• What to do:
Work out how many lines in the following entries contain the string "bottom", and write only that number.

----- Dataset records

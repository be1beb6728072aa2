//! Geometric primitives.

use serde::{Deserialize, Serialize};

/// A 2D size.
#[derive(Clone, Copy, Debug, Default, PartialEq, Serialize, Deserialize)]
pub struct Size {
    pub width: f32,
    pub height: f32,
}

impl Size {
    pub const ZERO: Size = Size { width: 0.0, height: 0.0 };

    #[inline]
    pub const fn new(width: f32, height: f32) -> Self {
        Self { width, height }
    }

    #[inline]
    pub fn is_empty(&self) -> bool {
        self.width <= 0.0 || self.height <= 0.0
    }
}

/// A 2D rectangle.
#[derive(Clone, Copy, Debug, Default, PartialEq, Serialize, Deserialize)]
pub struct Rect {
    pub x: f32,
    pub y: f32,
    pub width: f32,
    pub height: f32,
}

impl Rect {
    pub const ZERO: Rect = Rect { x: 0.0, y: 0.0, width: 0.0, height: 0.0 };

    #[inline]
    pub const fn new(x: f32, y: f32, width: f32, height: f32) -> Self {
        Self { x, y, width, height }
    }

    #[inline]
    pub fn size(&self) -> Size {
        Size::new(self.width, self.height)
    }

    #[inline]
    pub fn right(&self) -> f32 {
        self.x + self.width
    }

    #[inline]
    pub fn bottom(&self) -> f32 {
        self.y + self.height
    }
}

#[cfg(test)]
mod tests {
    use super::*;

    #[test]
    fn test_rect_edges() {
        let rect = Rect::new(10.0, 20.0, 100.0, 50.0);
        assert_eq!(rect.right(), 110.0);
        assert_eq!(rect.bottom(), 70.0);
        assert_eq!(rect.size(), Size::new(100.0, 50.0));
    }

    #[test]
    fn test_size_empty() {
        assert!(Size::ZERO.is_empty());
        assert!(!Size::new(1.0, 1.0).is_empty());
    }
}
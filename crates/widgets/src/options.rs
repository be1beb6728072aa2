//! Widget options and change tracking.

use std::fmt;

use layout::{Item, ScreenByWidthFn, SizeConfig};
use parking_lot::{Mutex, RwLock};
use serde::Deserialize;

/// Configuration of a responsive box widget.
#[derive(Clone, Deserialize)]
#[serde(default)]
pub struct ResponsiveBoxOptions {
    pub rows: Vec<SizeConfig>,
    pub cols: Vec<SizeConfig>,
    pub items: Vec<Item>,
    /// Custom screen classifier. `None` keeps the built-in breakpoints.
    #[serde(skip)]
    pub screen_by_width: Option<ScreenByWidthFn>,
    /// Whitespace-separated screen classes collapsed to a single
    /// column. Empty means never.
    pub single_column_screen: String,
    pub width: f32,
    pub height: f32,
}

impl Default for ResponsiveBoxOptions {
    fn default() -> Self {
        Self {
            rows: Vec::new(),
            cols: Vec::new(),
            items: Vec::new(),
            screen_by_width: None,
            single_column_screen: String::new(),
            width: 1280.0,
            height: 720.0,
        }
    }
}

impl fmt::Debug for ResponsiveBoxOptions {
    fn fmt(&self, f: &mut fmt::Formatter<'_>) -> fmt::Result {
        f.debug_struct("ResponsiveBoxOptions")
            .field("rows", &self.rows)
            .field("cols", &self.cols)
            .field("items", &self.items)
            .field("single_column_screen", &self.single_column_screen)
            .field("width", &self.width)
            .field("height", &self.height)
            .finish_non_exhaustive()
    }
}

/// Which option was changed.
#[derive(Clone, Copy, Debug, PartialEq, Eq, Hash)]
pub enum OptionChange {
    Rows,
    Cols,
    Items,
    ScreenByWidth,
    SingleColumnScreen,
    Width,
    Height,
    /// The cached screen class; maintained internally, changing it
    /// from outside has no effect on the rendered layout.
    CurrentScreenClass,
}

/// What a change requires from the widget.
#[derive(Clone, Copy, Debug, PartialEq, Eq)]
pub enum ChangeEffect {
    /// Tear the rendered tree down and rebuild from scratch.
    StructuralRebuild,
    /// Re-run the layout pass, keeping the previous tree detached.
    ReRender,
    NoOp,
}

impl OptionChange {
    pub fn effect(self) -> ChangeEffect {
        match self {
            OptionChange::Rows
            | OptionChange::Cols
            | OptionChange::Items
            | OptionChange::ScreenByWidth
            | OptionChange::SingleColumnScreen => ChangeEffect::StructuralRebuild,
            OptionChange::Width | OptionChange::Height => ChangeEffect::ReRender,
            OptionChange::CurrentScreenClass => ChangeEffect::NoOp,
        }
    }
}

type ChangeListener = Box<dyn FnMut(OptionChange) + Send>;

/// Shared option storage. Mutations go through [`OptionsStore::set`]
/// so observers hear about every change.
pub struct OptionsStore {
    options: RwLock<ResponsiveBoxOptions>,
    listeners: Mutex<Vec<ChangeListener>>,
}

impl OptionsStore {
    pub fn new(options: ResponsiveBoxOptions) -> Self {
        Self {
            options: RwLock::new(options),
            listeners: Mutex::new(Vec::new()),
        }
    }

    /// Snapshot of the current options.
    pub fn get(&self) -> ResponsiveBoxOptions {
        self.options.read().clone()
    }

    /// Read without cloning.
    pub fn with<R>(&self, f: impl FnOnce(&ResponsiveBoxOptions) -> R) -> R {
        f(&self.options.read())
    }

    /// Apply a mutation and notify listeners.
    pub fn set(&self, change: OptionChange, f: impl FnOnce(&mut ResponsiveBoxOptions)) {
        f(&mut self.options.write());
        for listener in self.listeners.lock().iter_mut() {
            listener(change);
        }
    }

    /// Apply a mutation without notifying anyone.
    pub fn set_silent(&self, f: impl FnOnce(&mut ResponsiveBoxOptions)) {
        f(&mut self.options.write());
    }

    pub fn on_change(&self, listener: impl FnMut(OptionChange) + Send + 'static) {
        self.listeners.lock().push(Box::new(listener));
    }
}

impl fmt::Debug for OptionsStore {
    fn fmt(&self, f: &mut fmt::Formatter<'_>) -> fmt::Result {
        f.debug_struct("OptionsStore")
            .field("options", &*self.options.read())
            .finish_non_exhaustive()
    }
}

#[cfg(test)]
mod tests {
    use super::*;
    use std::sync::atomic::{AtomicUsize, Ordering};
    use std::sync::Arc;

    #[test]
    fn test_change_effects() {
        assert_eq!(OptionChange::Items.effect(), ChangeEffect::StructuralRebuild);
        assert_eq!(OptionChange::Width.effect(), ChangeEffect::ReRender);
        assert_eq!(OptionChange::CurrentScreenClass.effect(), ChangeEffect::NoOp);
    }

    #[test]
    fn test_store_notifies_listeners() {
        let store = OptionsStore::new(ResponsiveBoxOptions::default());
        let seen = Arc::new(AtomicUsize::new(0));
        let counter = seen.clone();
        store.on_change(move |change| {
            assert_eq!(change, OptionChange::Width);
            counter.fetch_add(1, Ordering::SeqCst);
        });

        store.set(OptionChange::Width, |options| options.width = 640.0);
        store.set_silent(|options| options.height = 480.0);

        assert_eq!(seen.load(Ordering::SeqCst), 1);
        assert_eq!(store.with(|options| (options.width, options.height)), (640.0, 480.0));
    }

    #[test]
    fn test_options_deserialize_with_defaults() {
        let options: ResponsiveBoxOptions = serde_json::from_str(
            r#"{
                "rows": [{"ratio": 1.0}, {"ratio": 2.0, "screen": "lg"}],
                "cols": [{"ratio": 1.0}],
                "single_column_screen": "xs sm"
            }"#,
        )
        .unwrap();

        assert_eq!(options.rows.len(), 2);
        assert_eq!(options.rows[1].screen.as_deref(), Some("lg"));
        assert_eq!(options.single_column_screen, "xs sm");
        assert_eq!(options.width, 1280.0);
        assert!(options.items.is_empty());
    }
}
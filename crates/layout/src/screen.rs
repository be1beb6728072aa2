//! Screen classification: mapping viewport widths to named size classes.

use std::sync::Arc;

/// Viewport width assumed when no live viewport is available
/// (headless rendering, detached widgets).
pub const FALLBACK_SCREEN_WIDTH: f32 = 1920.0;

/// Strategy mapping a viewport width to a screen class name.
pub type ScreenByWidthFn = Arc<dyn Fn(f32) -> String + Send + Sync>;

/// Default width buckets: xs < 768 <= sm < 992 <= md < 1200 <= lg.
pub fn default_screen_by_width(width: f32) -> String {
    let class = if width < 768.0 {
        "xs"
    } else if width < 992.0 {
        "sm"
    } else if width < 1200.0 {
        "md"
    } else {
        "lg"
    };
    class.to_string()
}

/// Case-insensitive match of `screen` against a whitespace-delimited
/// token list.
pub fn screen_matches(tokens: &str, screen: &str) -> bool {
    tokens
        .split_whitespace()
        .any(|token| token.eq_ignore_ascii_case(screen))
}

/// True when a screen tag permits the given class. Untagged entries are
/// always kept.
pub fn screen_allows(tag: Option<&str>, screen: &str) -> bool {
    tag.map_or(true, |tokens| screen_matches(tokens, screen))
}

/// Classification policy for one responsive container: the
/// width-to-class strategy plus the single-column class pattern.
#[derive(Clone)]
pub struct ScreenPolicy {
    screen_by_width: ScreenByWidthFn,
    single_column_screen: String,
}

impl ScreenPolicy {
    pub fn new() -> Self {
        Self {
            screen_by_width: Arc::new(default_screen_by_width),
            single_column_screen: String::new(),
        }
    }

    pub fn with_classifier(screen_by_width: ScreenByWidthFn) -> Self {
        Self {
            screen_by_width,
            single_column_screen: String::new(),
        }
    }

    pub fn set_single_column_screen(&mut self, pattern: impl Into<String>) {
        self.single_column_screen = pattern.into();
    }

    pub fn single_column_screen(&self) -> &str {
        &self.single_column_screen
    }

    /// Map a viewport width to its screen class.
    pub fn classify(&self, width: f32) -> String {
        (self.screen_by_width)(width)
    }

    /// Whether the single-column pattern matches the given class. An
    /// empty pattern never matches.
    pub fn is_single_column_class(&self, screen: &str) -> bool {
        screen_matches(&self.single_column_screen, screen)
    }
}

impl Default for ScreenPolicy {
    fn default() -> Self {
        Self::new()
    }
}

impl std::fmt::Debug for ScreenPolicy {
    fn fmt(&self, f: &mut std::fmt::Formatter<'_>) -> std::fmt::Result {
        f.debug_struct("ScreenPolicy")
            .field("single_column_screen", &self.single_column_screen)
            .finish_non_exhaustive()
    }
}

#[cfg(test)]
mod tests {
    use super::*;

    #[test]
    fn test_default_breakpoints() {
        assert_eq!(default_screen_by_width(0.0), "xs");
        assert_eq!(default_screen_by_width(767.9), "xs");
        assert_eq!(default_screen_by_width(768.0), "sm");
        assert_eq!(default_screen_by_width(991.9), "sm");
        assert_eq!(default_screen_by_width(992.0), "md");
        assert_eq!(default_screen_by_width(1199.9), "md");
        assert_eq!(default_screen_by_width(1200.0), "lg");
        assert_eq!(default_screen_by_width(FALLBACK_SCREEN_WIDTH), "lg");
    }

    #[test]
    fn test_screen_matches_tokens() {
        assert!(screen_matches("xs sm", "xs"));
        assert!(screen_matches("xs sm", "SM"));
        assert!(!screen_matches("xs sm", "lg"));
        assert!(!screen_matches("", "xs"));
        // A token must match whole, not as a substring.
        assert!(!screen_matches("xsmall", "xs"));
    }

    #[test]
    fn test_screen_allows_untagged() {
        assert!(screen_allows(None, "lg"));
        assert!(screen_allows(Some("lg"), "lg"));
        assert!(!screen_allows(Some("xs"), "lg"));
    }

    #[test]
    fn test_policy_custom_classifier() {
        let policy = ScreenPolicy::with_classifier(Arc::new(|width| {
            if width < 1000.0 {
                "small".to_string()
            } else {
                "large".to_string()
            }
        }));
        assert_eq!(policy.classify(500.0), "small");
        assert_eq!(policy.classify(1500.0), "large");
    }

    #[test]
    fn test_policy_single_column_pattern() {
        let mut policy = ScreenPolicy::new();
        assert!(!policy.is_single_column_class("xs"));

        policy.set_single_column_screen("xs sm");
        assert!(policy.is_single_column_class("xs"));
        assert!(policy.is_single_column_class("SM"));
        assert!(!policy.is_single_column_class("lg"));
    }
}
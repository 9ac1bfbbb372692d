use crate::domain::models::config::ProjectConfig;
use crate::domain::models::container::Container;
use crate::domain::models::names::ProjectName;
use crate::domain::models::permission::{
    ContainerAction, Namespace, Permission, PermissionEntry, ProjectAction, ServiceAction,
};
use crate::error::ControlError;
use log::{debug, info};
use std::collections::{BTreeMap, HashSet};
use std::sync::Arc;
use tokio::sync::RwLock;

/// Append-only set of known permissions, synchronized from the compose config on every reload.
#[derive(Clone, Default)]
pub struct PermissionRegistry {
    entries: Arc<RwLock<BTreeMap<Permission, String>>>,
}

impl PermissionRegistry {
    pub fn new() -> Self {
        Self::default()
    }

    /// Registers the permission unless present. Returns whether it was created.
    pub async fn ensure(&self, entry: PermissionEntry) -> bool {
        if self.entries.read().await.contains_key(&entry.permission) {
            return false;
        }
        let mut entries = self.entries.write().await;
        if entries.contains_key(&entry.permission) {
            return false;
        }
        debug!("creating permission {}", entry.permission);
        entries.insert(entry.permission, entry.name);
        true
    }

    /// Ensures every permission derived from `config` exists. Entries of removed services stay.
    pub async fn sync(&self, config: &ProjectConfig) -> usize {
        let mut created = 0;
        for entry in required_permissions(config) {
            if self.ensure(entry).await {
                created += 1;
            }
        }
        if created > 0 {
            info!(
                "created {created} permissions for project {}",
                config.project_name
            );
        }
        created
    }

    pub async fn sync_static(&self) -> usize {
        let mut created = 0;
        for entry in static_permissions() {
            if self.ensure(entry).await {
                created += 1;
            }
        }
        created
    }

    pub async fn contains(&self, permission: &Permission) -> bool {
        self.entries.read().await.contains_key(permission)
    }

    pub async fn entries(&self) -> Vec<PermissionEntry> {
        self.entries
            .read()
            .await
            .iter()
            .map(|(permission, name)| PermissionEntry {
                permission: permission.clone(),
                name: name.clone(),
            })
            .collect()
    }
}

fn container_entries(namespace: &Namespace) -> impl Iterator<Item = PermissionEntry> + '_ {
    ContainerAction::ALL.into_iter().map(move |action| PermissionEntry {
        permission: Permission::container(namespace.clone(), action),
        name: format!("Can {} container", action.codename().trim_start_matches("container_")),
    })
}

pub fn required_permissions(config: &ProjectConfig) -> Vec<PermissionEntry> {
    let mut entries: Vec<PermissionEntry> = ProjectAction::ALL
        .into_iter()
        .map(|action| PermissionEntry {
            permission: Permission::project(&config.project_name, action),
            name: format!("Can {} project", action.codename()),
        })
        .collect();

    for service in &config.service_configs {
        entries.extend(ServiceAction::ALL.into_iter().map(|action| PermissionEntry {
            permission: Permission::service(&service.service_name, action),
            name: match action {
                ServiceAction::Logs => "Can see service logs".to_string(),
                _ => format!("Can {} service", action.codename()),
            },
        }));
        entries.extend(container_entries(&Namespace::service(&service.service_name)));
    }

    entries.extend(static_permissions());
    entries
}

/// Permissions that exist whether or not a compose project is configured.
pub fn static_permissions() -> Vec<PermissionEntry> {
    let mut entries: Vec<PermissionEntry> = container_entries(&Namespace::other_projects())
        .chain(container_entries(&Namespace::other_containers()))
        .collect();
    entries.push(PermissionEntry {
        permission: Permission::system_commands(),
        name: "Can use docker system commands".to_string(),
    });
    entries
}

/// An authenticated principal and the permissions granted to it.
#[derive(Debug, Clone)]
pub struct Actor {
    pub username: String,
    pub superuser: bool,
    grants: HashSet<Permission>,
}

impl Actor {
    pub fn new(username: impl Into<String>, superuser: bool, grants: impl IntoIterator<Item = Permission>) -> Self {
        Self {
            username: username.into(),
            superuser,
            grants: grants.into_iter().collect(),
        }
    }

    pub fn has_grant(&self, permission: &Permission) -> bool {
        self.grants.contains(permission)
    }
}

/// Decides allow or deny for an actor. Denials are `Forbidden`, never `NotFound`.
#[derive(Clone)]
pub struct Authorizer {
    registry: PermissionRegistry,
}

impl Authorizer {
    pub fn new(registry: PermissionRegistry) -> Self {
        Self { registry }
    }

    pub async fn is_allowed(&self, actor: &Actor, permission: &Permission) -> bool {
        if actor.superuser {
            return true;
        }
        actor.has_grant(permission) && self.registry.contains(permission).await
    }

    pub async fn authorize(&self, actor: &Actor, permission: &Permission) -> Result<(), ControlError> {
        if self.is_allowed(actor, permission).await {
            Ok(())
        } else {
            info!("denied {permission} to {}", actor.username);
            Err(ControlError::Forbidden)
        }
    }
}

/// Namespace guarding a container: its service if it belongs to the managed project,
/// `other_projects` for other compose projects and `other_containers` otherwise.
pub fn container_namespace(container: &Container, managed_project: Option<&ProjectName>) -> Namespace {
    match (&container.project, &container.service) {
        (Some(project), Some(service)) if Some(project) == managed_project => Namespace::service(service),
        (Some(_), _) => Namespace::other_projects(),
        (None, _) => Namespace::other_containers(),
    }
}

----------

• Your response:
2